Satu lagi yang masuk dalam daftar favorit adalah di Angkringan Mas Pendi yang memiliki sambal super sedap dan berhasil membuat Alfons pucat menahan mules di tengah santapan.

Ada satu lagi hal yang membuatku berkesimpulan bahwa Balikpapan dipenuhi dengan perantau dari Jawa Timur. Hal itu adalah betapa mudahnya kita menemukan Rujak Cingur di sini. Gerobak yang menjual makanan eksotis tersebut cukup mudah ditemukan di pinggir jalan. Pujasera dalam mal atau pusat belanja modern lainnya pun setidaknya pasti menyediakan satu atau dua tempat makan yang menjual menu ini.

Sebagai penyuka makanan khas Jawa Timuran tersebut, tentu aku sangat bahagia dengan kenyataan ini. Meskipun memang, rasanya ternyata tidak seyahud rujak cingur yang kuidolakan di masa SD dulu. Setidaknya, ada satu kedai rujak cingur yang menurutku rasanya memanjakan lidah yakni di Taman Bekapai. Aku selalu menyantapnya setiap kali nongkrong malam di taman rakyat tersebut.

Sesekali, aku juga menyicipi makanan kelas atas. Mengingat Balikpapan banyak dihuni ekspat yang bekerja di perusahaan minyak dan gas, maka kota ini juga punya banyak kedai makan ala Barat. Beach House, Jack House, Ocean, Open House, Kelapa, Colonial Restaurant and Lounge adalah beberapa nama yang pernah kukunjungi untuk wisata kuliner mewah.

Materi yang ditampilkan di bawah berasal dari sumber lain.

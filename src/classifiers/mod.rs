//! Binary classifiers searchable by the randomized search engine
//!
//! Every estimator implements [`Classifier`]: sklearn-style
//! `get_params`/`set_params` so a sampled configuration can be applied to an
//! unfitted clone, plus `fit`/`predict`/`predict_proba`/`score`.
//!
//! Labels are `0.0` / `1.0`; `predict_proba` returns the probability of the
//! positive class.

pub mod logistic;
pub mod decision_tree;
pub mod knn;
pub mod naive_bayes;
pub mod neural_network;

pub use logistic::LogisticRegression;
pub use decision_tree::{Criterion, DecisionTreeClassifier};
pub use knn::{DistanceMetric, KNeighborsClassifier, WeightScheme};
pub use naive_bayes::GaussianNB;
pub use neural_network::{Activation, MLPClassifier};

use crate::error::{MetaModelError, Result};
use crate::metrics::accuracy_score;
use crate::search::params::{ParamAssignment, ParamValue};
use ndarray::{Array1, Array2};
use rayon::prelude::*;
use serde::{Deserialize, Serialize};
use std::fmt;

/// Common interface of every searchable estimator
pub trait Classifier: Send + Sync + fmt::Debug {
    /// Short estimator name, e.g. `"LogisticRegression"`
    fn name(&self) -> &'static str;

    /// Current hyperparameters
    fn get_params(&self) -> ParamAssignment;

    /// Apply hyperparameters. Unknown names or ill-typed values fail with
    /// `InvalidParameter` and leave the estimator unchanged.
    fn set_params(&mut self, params: &ParamAssignment) -> Result<()>;

    /// Fit to training data
    fn fit(&mut self, x: &Array2<f64>, y: &Array1<f64>) -> Result<()>;

    /// Predict hard labels
    fn predict(&self, x: &Array2<f64>) -> Result<Array1<f64>>;

    /// Probability of the positive class
    fn predict_proba(&self, x: &Array2<f64>) -> Result<Array1<f64>>;

    /// Mean accuracy on the given data
    fn score(&self, x: &Array2<f64>, y: &Array1<f64>) -> Result<f64> {
        let y_pred = self.predict(x)?;
        Ok(accuracy_score(y, &y_pred))
    }

    /// Unfitted copy carrying the same hyperparameters
    fn clone_unfitted(&self) -> Box<dyn Classifier>;
}

impl Clone for Box<dyn Classifier> {
    fn clone(&self) -> Self {
        self.clone_unfitted()
    }
}

/// Built-in estimator kinds, addressable by name from config files
#[derive(Debug, Clone, Copy, PartialEq, Eq, Serialize, Deserialize)]
#[serde(rename_all = "snake_case")]
pub enum EstimatorKind {
    LogisticRegression,
    DecisionTree,
    KNeighbors,
    GaussianNb,
    Mlp,
}

impl EstimatorKind {
    /// Fresh estimator with default hyperparameters
    pub fn build(self) -> Box<dyn Classifier> {
        match self {
            EstimatorKind::LogisticRegression => Box::new(LogisticRegression::new()),
            EstimatorKind::DecisionTree => Box::new(DecisionTreeClassifier::new()),
            EstimatorKind::KNeighbors => Box::new(KNeighborsClassifier::new()),
            EstimatorKind::GaussianNb => Box::new(GaussianNB::new()),
            EstimatorKind::Mlp => Box::new(MLPClassifier::new()),
        }
    }
}

impl std::str::FromStr for EstimatorKind {
    type Err = MetaModelError;

    fn from_str(s: &str) -> Result<Self> {
        match s {
            "logistic_regression" | "logistic" => Ok(EstimatorKind::LogisticRegression),
            "decision_tree" => Ok(EstimatorKind::DecisionTree),
            "k_neighbors" | "knn" => Ok(EstimatorKind::KNeighbors),
            "gaussian_nb" | "naive_bayes" => Ok(EstimatorKind::GaussianNb),
            "mlp" => Ok(EstimatorKind::Mlp),
            other => Err(MetaModelError::ConfigError(format!("unknown estimator '{}'", other))),
        }
    }
}

/// Check that `x` and `y` are aligned, non-empty and that `y` is binary
pub(crate) fn check_fit_input(x: &Array2<f64>, y: &Array1<f64>) -> Result<()> {
    if x.nrows() != y.len() {
        return Err(MetaModelError::ShapeError {
            expected: format!("y length = {}", x.nrows()),
            actual: format!("y length = {}", y.len()),
        });
    }
    if x.nrows() == 0 || x.ncols() == 0 {
        return Err(MetaModelError::DataError("cannot fit on empty data".to_string()));
    }
    check_binary_labels(y)
}

/// Labels must be exactly 0.0 or 1.0
pub(crate) fn check_binary_labels(y: &Array1<f64>) -> Result<()> {
    match y.iter().find(|&&v| v != 0.0 && v != 1.0) {
        Some(bad) => Err(MetaModelError::DataError(format!(
            "labels must be 0 or 1, found {}",
            bad
        ))),
        None => Ok(()),
    }
}

/// Check the feature count seen at predict time
pub(crate) fn check_n_features(expected: usize, x: &Array2<f64>) -> Result<()> {
    if x.ncols() != expected {
        return Err(MetaModelError::ShapeError {
            expected: format!("{} features", expected),
            actual: format!("{} features", x.ncols()),
        });
    }
    Ok(())
}

/// Fail on any key of `params` not in `known`
pub(crate) fn reject_unknown(estimator: &str, params: &ParamAssignment, known: &[&str]) -> Result<()> {
    for (name, value) in params {
        if !known.contains(&name.as_str()) {
            return Err(MetaModelError::invalid_param(
                name,
                value,
                format!("not a hyperparameter of {}", estimator),
            ));
        }
    }
    Ok(())
}

/// Probability ≥ 0.5 → class 1
pub(crate) fn threshold(proba: Array1<f64>) -> Array1<f64> {
    proba.mapv(|p| if p >= 0.5 { 1.0 } else { 0.0 })
}

/// Positive-float check shared by several `set_params` implementations
pub(crate) fn positive(name: &str, value: &ParamValue) -> Result<f64> {
    let v = value.to_f64(name)?;
    if !(v > 0.0) || !v.is_finite() {
        return Err(MetaModelError::invalid_param(name, value, "must be a positive number"));
    }
    Ok(v)
}

/// Map `f` over `0..n`, in order.
///
/// Runs on the current rayon pool when called from one of its workers and
/// sequentially otherwise, so the `n_jobs` pool of `cross_val_score` bounds
/// every thread a fit or predict uses.
pub(crate) fn map_indices<T, F>(n: usize, f: F) -> Vec<T>
where
    T: Send,
    F: Fn(usize) -> T + Sync + Send,
{
    if rayon::current_thread_index().is_some() {
        (0..n).into_par_iter().map(f).collect()
    } else {
        (0..n).map(f).collect()
    }
}

/// Gather the given rows of `x` into a new matrix
pub(crate) fn gather_rows(x: &Array2<f64>, indices: &[usize]) -> Array2<f64> {
    let n_cols = x.ncols();
    Array2::from_shape_fn((indices.len(), n_cols), |(r, c)| x[[indices[r], c]])
}

/// Gather the given entries of `y`
pub(crate) fn gather(y: &Array1<f64>, indices: &[usize]) -> Array1<f64> {
    indices.iter().map(|&i| y[i]).collect()
}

Jika sudah masuk tempat makan model begini, ya pasrah saja lah apabila tagihan menjadi 2–3 kali lipat. Sebab, kita memberi makan untuk perut sekaligus mata kita. Segi rasa sih tidak terlalu membuatku terkenang.

Satu kenangan yang malah aku ingat sampai sekarang adalah saat ditegur bule pemilik Jack House yang mengira aku sedang memotret menunya. Padahal, aku tengah mengecek foto-foto di perjalanan yang ada dalam kameraku. Pemandangan pantai di depan dan rasa makanan, semuanya menjadi kurang terkenang karena galaknya tuan bule tersebut. Jujur saya memang lupa rasanya seperti apa. Kalau tidak salah dulu saya memesan Homemade Burger ala Jack House.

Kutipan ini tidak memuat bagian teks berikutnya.